*** Opening of Task input ***
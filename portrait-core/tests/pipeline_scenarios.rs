use portrait_core::style::{ArtStyle, DEFAULT_BACKGROUND};
use portrait_core::{
    ActivityMetrics, Artifact, BehaviorLabels, Classification, ContributionStyle, DayPattern,
    DomainClassifier, DomainScore, DomainTag, HourPattern, ImageError, ImageGenerator, MemoryCache,
    DeveloperCategory, NoCache, Pipeline, PipelineError, PipelineOptions, RawProfile, RepoText,
    Repository, SourceError, StackFocus, StaticSource, VariationRequest,
};
use portrait_core::contributions::Archetype;

/// Classifier whose every oracle call timed out.
struct TimeoutClassifier;

impl DomainClassifier for TimeoutClassifier {
    fn name(&self) -> &'static str {
        "timeout"
    }

    fn classify(&self, repos: &[RepoText]) -> Classification {
        Classification {
            score: DomainScore::new(),
            degraded: repos.iter().map(|r| r.name.clone()).collect(),
        }
    }
}

/// Classifier that tags every repository with one domain.
struct FixedClassifier(DomainTag);

impl DomainClassifier for FixedClassifier {
    fn name(&self) -> &'static str {
        "fixed"
    }

    fn classify(&self, repos: &[RepoText]) -> Classification {
        let mut score = DomainScore::new();
        for _ in repos {
            score.add(self.0, 1.0);
        }
        Classification { score, degraded: Vec::new() }
    }
}

/// Classifier that blows up on a repository named `explode`.
struct ExplodingClassifier;

impl DomainClassifier for ExplodingClassifier {
    fn name(&self) -> &'static str {
        "exploding"
    }

    fn classify(&self, repos: &[RepoText]) -> Classification {
        if repos.iter().any(|r| r.name == "explode") {
            panic!("classifier bug");
        }
        FixedClassifier(DomainTag::WebBackend).classify(repos)
    }
}

struct FailingImages;

impl ImageGenerator for FailingImages {
    fn generate(&self, _prompt: &str, _reference: Option<&[u8]>) -> Result<Vec<u8>, ImageError> {
        Err(ImageError::Timeout)
    }
}

struct PngImages;

impl ImageGenerator for PngImages {
    fn generate(&self, _prompt: &str, reference: Option<&[u8]>) -> Result<Vec<u8>, ImageError> {
        let mut bytes = vec![0x89, b'P', b'N', b'G'];
        bytes.extend_from_slice(reference.unwrap_or_default());
        Ok(bytes)
    }
}

/// Mon 2 .. Fri 6 March 2026, afternoons UTC.
fn weekday_afternoon_commits(per_day: usize) -> Vec<String> {
    let mut out = Vec::new();
    for day in 2..=6 {
        for i in 0..per_day {
            out.push(format!("2026-03-{day:02}T{:02}:15:00Z", 13 + (i % 4)));
        }
    }
    out
}

fn solo_day_coder() -> RawProfile {
    RawProfile::new("solodev")
        .with_repository(
            Repository::new("engine")
                .with_language("Rust", 9000)
                .with_language("Shell", 500)
                .with_readme("A tiny kernel scheduler"),
        )
        .with_repository(Repository::new("dotfiles").with_language("Shell", 500))
        .with_commits(weekday_afternoon_commits(4))
}

#[test]
fn test_solo_day_coder_scenario() {
    let profile = solo_day_coder();
    let source = StaticSource::new(vec![profile]);
    let classifier = FixedClassifier(DomainTag::Systems);
    let pipeline = Pipeline::new(&source, &classifier, &NoCache);

    let report = pipeline.run("solodev").unwrap();

    assert_eq!(report.metrics.language_shares()[0].language, "Rust");
    assert!((report.metrics.language_shares()[0].percent - 90.0).abs() < 1e-9);
    assert_eq!(report.labels.contribution, ContributionStyle::SoloCreator);
    assert_eq!(report.labels.temporal.hour, HourPattern::DayCoder);
    assert_eq!(report.labels.temporal.day, DayPattern::WeekdayDeveloper);
    assert_eq!(report.attributes.art_style, ArtStyle::Steampunk);
    assert_eq!(report.focus_areas, vec![DomainTag::Systems]);
    assert_eq!(report.artifact, Artifact::PromptOnly);
    assert!(report.warnings.is_empty());
}

#[test]
fn test_framework_contributor_gets_legendary_styles() {
    let profile = RawProfile::new("torchdev")
        .with_repository(Repository::new("pytorch").forked().not_owned().with_stars(3000))
        .with_repository(Repository::new("ui-kit").with_description("React components for dashboards"))
        .with_commits(weekday_afternoon_commits(2))
        .with_pull_request_titles(["fix: cuda leak", "Fix flaky test", "docs: install notes", "Update README"]);
    let source = StaticSource::new(vec![profile]);
    let classifier = FixedClassifier(DomainTag::AiMl);
    let pipeline = Pipeline::new(&source, &classifier, &NoCache)
        .with_options(PipelineOptions { styles: 4, ..PipelineOptions::default() });

    let report = pipeline.run("torchdev").unwrap();

    assert_eq!(report.category, DeveloperCategory::Legendary);
    assert_eq!(report.high_profile.legendary_count(), 1);
    assert_eq!(report.stack_focus.as_ref().map(|f| f.primary), Some(StackFocus::Frontend));
    assert_eq!(report.pull_requests.total, 4);
    assert_eq!(report.pull_requests.archetypes, vec![Archetype::BugFixer, Archetype::DocWriter]);
    assert!(report.prompts.main.contains("Legendary contributor to pytorch"));
    assert_eq!(report.prompts.styles.len(), 4);
    assert!(report.prompts.styles.iter().all(|s| s.prompt.contains("contributed to pytorch")));
    assert_eq!(report.prompts.all_prompts().count(), 1 + 3 + 4);
}

#[test]
fn test_backend_repositories_make_a_backend_engineer() {
    let source = StaticSource::new(vec![solo_day_coder()]);
    let classifier = FixedClassifier(DomainTag::Systems);
    let pipeline = Pipeline::new(&source, &classifier, &NoCache);

    let report = pipeline.run("solodev").unwrap();

    assert_eq!(report.category, DeveloperCategory::Backend);
    assert!(report.high_profile.is_empty());
    assert!(report.prompts.styles.is_empty());
    assert!(report.prompts.main.contains("- Backend Engineer"));
}

#[test]
fn test_oracle_timeouts_still_yield_prompts() {
    let source = StaticSource::new(vec![solo_day_coder()]);
    let pipeline = Pipeline::new(&source, &TimeoutClassifier, &NoCache);

    let report = pipeline.run("solodev").unwrap();

    assert!(report.domains.is_zero());
    assert!(report.focus_areas.is_empty());
    assert_eq!(report.attributes.background, DEFAULT_BACKGROUND);
    assert!(!report.prompts.main.is_empty());
    assert_eq!(report.prompts.variations.len(), 3);
    assert!(report.warnings.iter().any(|w| w.contains("degraded")));
}

#[test]
fn test_zero_repo_profile_uses_fallbacks() {
    let source = StaticSource::new(vec![RawProfile::new("ghost")]);
    let pipeline = Pipeline::new(&source, &TimeoutClassifier, &NoCache);

    let report = pipeline.run("ghost").unwrap();

    assert_eq!(report.metrics, ActivityMetrics::default());
    assert_eq!(report.labels, BehaviorLabels::FALLBACK);
    assert!(report.prompts.main.contains("multiple programming languages"));
    // No repositories means nothing was sent for classification.
    assert!(report.warnings.is_empty());
}

#[test]
fn test_fetch_failure_is_the_only_error() {
    let source = StaticSource::new(Vec::new());
    let pipeline = Pipeline::new(&source, &TimeoutClassifier, &NoCache);

    let err = pipeline.run("missing").unwrap_err();
    assert_eq!(
        err,
        PipelineError::Fetch {
            login: "missing".into(),
            source: SourceError::NotFound("missing".into()),
        }
    );
    assert!(!err.is_retryable());
}

#[test]
fn test_zero_randomness_variations_match_main() {
    let source = StaticSource::new(vec![solo_day_coder()]);
    let classifier = FixedClassifier(DomainTag::Systems);
    let pipeline = Pipeline::new(&source, &classifier, &NoCache).with_options(PipelineOptions {
        variations: VariationRequest::new(4, 0.0, 99),
        ..PipelineOptions::default()
    });

    let report = pipeline.run("solodev").unwrap();
    assert_eq!(report.prompts.variations.len(), 4);
    assert!(report.prompts.variations.iter().all(|v| v.prompt == report.prompts.main));
}

#[test]
fn test_cache_serves_second_run_until_forced() {
    let source = StaticSource::new(vec![solo_day_coder()]);
    let classifier = FixedClassifier(DomainTag::Systems);
    let cache = MemoryCache::new();

    let first = Pipeline::new(&source, &classifier, &cache).run("solodev").unwrap();
    assert!(!first.analysis_from_cache);
    assert_eq!(cache.len(), 1);

    let second = Pipeline::new(&source, &classifier, &cache).run("SoloDev").unwrap();
    assert!(second.analysis_from_cache);
    assert_eq!(second.prompts, first.prompts);

    let forced = Pipeline::new(&source, &classifier, &cache)
        .with_options(PipelineOptions { force_refresh: true, ..PipelineOptions::default() })
        .run("solodev")
        .unwrap();
    assert!(!forced.analysis_from_cache);
}

#[test]
fn test_image_failure_falls_back_to_prompt() {
    let source = StaticSource::new(vec![solo_day_coder()]);
    let classifier = FixedClassifier(DomainTag::Systems);
    let pipeline = Pipeline::new(&source, &classifier, &NoCache)
        .with_images(&FailingImages)
        .with_options(PipelineOptions { render_image: true, ..PipelineOptions::default() });

    let report = pipeline.run("solodev").unwrap();
    assert!(matches!(report.artifact, Artifact::PromptFallback { .. }));
    assert!(!report.prompts.main.is_empty());
}

#[test]
fn test_image_passes_reference_through() {
    let source = StaticSource::new(vec![solo_day_coder()]);
    let classifier = FixedClassifier(DomainTag::Systems);
    let pipeline = Pipeline::new(&source, &classifier, &NoCache)
        .with_images(&PngImages)
        .with_options(PipelineOptions {
            render_image: true,
            reference_image: Some(vec![1, 2]),
            ..PipelineOptions::default()
        });

    match pipeline.run("solodev").unwrap().artifact {
        Artifact::Image { bytes, size } => {
            assert_eq!(size, 6);
            assert_eq!(&bytes[4..], &[1, 2]);
        }
        other => panic!("expected image, got {other:?}"),
    }
}

#[test]
fn test_missing_image_service_is_a_fallback() {
    let source = StaticSource::new(vec![solo_day_coder()]);
    let pipeline = Pipeline::new(&source, &TimeoutClassifier, &NoCache)
        .with_options(PipelineOptions { render_image: true, ..PipelineOptions::default() });

    let report = pipeline.run("solodev").unwrap();
    assert!(matches!(report.artifact, Artifact::PromptFallback { .. }));
}

#[test]
fn test_batch_isolates_failures_and_keeps_order() {
    let source = StaticSource::new(vec![solo_day_coder(), RawProfile::new("ghost")]);
    let classifier = FixedClassifier(DomainTag::Systems);
    let pipeline = Pipeline::new(&source, &classifier, &NoCache);

    let logins: Vec<String> = ["ghost", "nobody", "solodev"].iter().map(|s| s.to_string()).collect();
    let outcomes = pipeline.run_batch(&logins, 4);

    assert_eq!(outcomes.len(), 3);
    assert_eq!(outcomes[0].login, "ghost");
    assert!(outcomes[0].result.is_ok());
    assert!(matches!(
        outcomes[1].result,
        Err(PipelineError::Fetch { source: SourceError::NotFound(_), .. })
    ));
    assert_eq!(
        outcomes[2].result.as_ref().unwrap().labels.contribution,
        ContributionStyle::SoloCreator
    );
}

#[test]
fn test_degraded_analysis_is_not_cached() {
    let source = StaticSource::new(vec![solo_day_coder()]);
    let cache = MemoryCache::new();

    let degraded = Pipeline::new(&source, &TimeoutClassifier, &cache).run("solodev").unwrap();
    assert!(degraded.domains.is_zero());
    assert!(!degraded.warnings.is_empty());

    let again = Pipeline::new(&source, &TimeoutClassifier, &cache).run("solodev").unwrap();
    assert!(!again.analysis_from_cache);
    assert!(again.warnings.iter().any(|w| w.contains("degraded")));

    let classifier = FixedClassifier(DomainTag::Systems);
    let recovered = Pipeline::new(&source, &classifier, &cache).run("solodev").unwrap();
    assert!(!recovered.analysis_from_cache);
    assert!(!recovered.domains.is_zero());
    assert_eq!(recovered.focus_areas, vec![DomainTag::Systems]);
    assert!(recovered.warnings.is_empty());
}

#[test]
fn test_analysis_cache_is_per_classifier() {
    let source = StaticSource::new(vec![solo_day_coder()]);
    let cache = MemoryCache::new();
    let systems = FixedClassifier(DomainTag::Systems);

    let first = Pipeline::new(&source, &systems, &cache).run("solodev").unwrap();
    assert_eq!(first.focus_areas, vec![DomainTag::Systems]);

    let other = ExplodingClassifier;
    let switched = Pipeline::new(&source, &other, &cache).run("solodev").unwrap();
    assert!(!switched.analysis_from_cache);
    assert_eq!(switched.focus_areas, vec![DomainTag::WebBackend]);

    let back = Pipeline::new(&source, &systems, &cache).run("solodev").unwrap();
    assert!(back.analysis_from_cache);
    assert_eq!(back.focus_areas, vec![DomainTag::Systems]);
}

#[test]
fn test_batch_panic_is_confined_to_one_login() {
    let source = StaticSource::new(vec![
        RawProfile::new("a").with_repository(Repository::new("fine").with_readme("web app")),
        RawProfile::new("b").with_repository(Repository::new("explode").with_readme("boom")),
        RawProfile::new("c").with_repository(Repository::new("fine").with_readme("web app")),
    ]);
    let pipeline = Pipeline::new(&source, &ExplodingClassifier, &NoCache);
    let logins: Vec<String> = ["a", "b", "c"].iter().map(|s| s.to_string()).collect();

    for parallelism in [1, 3] {
        let outcomes = pipeline.run_batch(&logins, parallelism);
        assert_eq!(outcomes.len(), 3);
        let names: Vec<&str> = outcomes.iter().map(|o| o.login.as_str()).collect();
        assert_eq!(names, ["a", "b", "c"]);
        assert!(outcomes[0].result.is_ok());
        match &outcomes[1].result {
            Err(err @ PipelineError::Aborted { message, .. }) => {
                assert!(message.contains("classifier bug"));
                assert!(!err.is_retryable());
            }
            other => panic!("expected aborted outcome, got {other:?}"),
        }
        assert!(outcomes[2].result.is_ok());
    }
}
*** Close of Task input ***
= Action item =
Note every line above where the string "ImageGenerator" shows up, and copy those lines.

= Result of the exercise =
    DomainClassifier, DomainScore, DomainTag, HourPattern, ImageError, ImageGenerator, MemoryCache,
impl ImageGenerator for FailingImages {
impl ImageGenerator for PngImages {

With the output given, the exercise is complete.